After some deliberation I decided
to give this little work on Shelley the narrative
rather than the essay form, impelled thereto by one
commanding reason. Shelley’s life and his
poetry are indissolubly connected. He acted what
he thought and felt, with a directness rare among
his brethren of the poet’s craft; while his verse,
with the exception of “The Cenci”, expressed
little but the animating thoughts and aspirations
of his life. That life, moreover, was “a
miracle of thirty years,” so crowded with striking
incident and varied experience that, as he said himself,
he had already lived longer than his father, and ought
to be reckoned with the men of ninety. Through
all vicissitudes he preserved his youth inviolate,
and died, like one whom the gods love, or like a hero
of Hellenic story, young, despite grey hairs and suffering.

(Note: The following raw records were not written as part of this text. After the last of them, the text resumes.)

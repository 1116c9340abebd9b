use crate::cards::Rank;

/// Failures of positional access and the algorithms derived from it.
#[derive(thiserror::Error, Debug, Clone, PartialEq, Eq)]
#[non_exhaustive]
pub enum SequenceError {
    #[error("position {position} outside [-{size}, {size})")]
    IndexOutOfRange { position: isize, size: usize },
    #[error("cannot choose from an empty sequence")]
    Empty,
    #[error("slice step cannot be zero")]
    ZeroStep,
}

/// Invalid ranking configuration.
#[derive(thiserror::Error, Debug, Clone, PartialEq, Eq)]
#[non_exhaustive]
pub enum RankingError {
    #[error("rank {0} is not in the rank order")]
    UnknownRank(Rank),
    #[error("rank {0} appears more than once in the rank order")]
    DuplicateRank(Rank),
    #[error("rank {0} is missing from the rank order")]
    MissingRank(Rank),
    #[error("suit value {0} is assigned to more than one suit")]
    DuplicateSuitValue(u8),
    #[error("suit value {value} out of range, must be below {limit}")]
    SuitValueOutOfRange { value: u8, limit: usize },
}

His life has, therefore, to be told, in order that
his life-work may be rightly valued: for, great
as that was, he, the man, was somehow greater; and
noble as it truly is, the memory of him is nobler.
To the world he presented the rare
spectacle of a man passionate for truth, and unreservedly
obedient to the right as he discerned it. The
anomaly which made his practical career a failure,
lay just here. The right he followed was too
often the antithesis of ordinary morality: in
his desire to cast away the false and grasp the true,
he overshot the mark of prudence. The blending
in him of a pure and earnest purpose with moral and
social theories that could not but have proved pernicious
to mankind at large, produced at times an almost grotesque
mixture in his actions no less than in his verse.
We cannot, therefore, wonder that society, while he
lived, felt the necessity of asserting itself against
him. But now that he has passed into the company
of the great dead, and time has softened down the
asperities of popular judgment, we are able to learn
the real lesson of his life and writings. That
is not to be sought in any of his doctrines, but rather
in his fearless bearing, his resolute loyalty to an
unselfish and in the simplest sense benevolent ideal.
It is this which constitutes his supreme importance
for us English at the present time. Ours is an
age in which ideals are rare, and we belong to a race
in which men who follow them so single-heartedly are
not common.
As a poet, Shelley contributed a new
quality to English literature a quality
of ideality, freedom, and spiritual audacity, which
severe critics of other nations think we lack.
Byron’s daring is in a different region:
his elemental worldliness and pungent satire do not
liberate our energies, or cheer us with new hopes
and splendid vistas. Wordsworth, the very antithesis
to Shelley in his reverent accord with institutions,
suits our meditative mood, sustains us with a sound
philosophy, and braces us by healthy contact with
the Nature he so dearly loved. But in Wordsworth
there is none of Shelley’s magnetism. $What remains
of permanent value in Coleridge’s poetry such
work as “Christabel”, the “Ancient
Mariner”, or “Kubla Khan” is
a product of pure artistic fancy, tempered by the
author’s mysticism. Keats, true and sacred
poet as he was, loved Nature with a somewhat sensuous
devotion. She was for him a mistress rather than
a Diotima; nor did he share the prophetic fire
which burns in Shelley’s verse, quite apart from
the direct enunciation of his favourite tenets.
In none of Shelley’s greatest contemporaries
was the lyrical faculty so paramount; and whether we
consider his minor songs, his odes, or his more complicated
choral dramas, we acknowledge that he was the loftiest
and the most spontaneous singer of our language.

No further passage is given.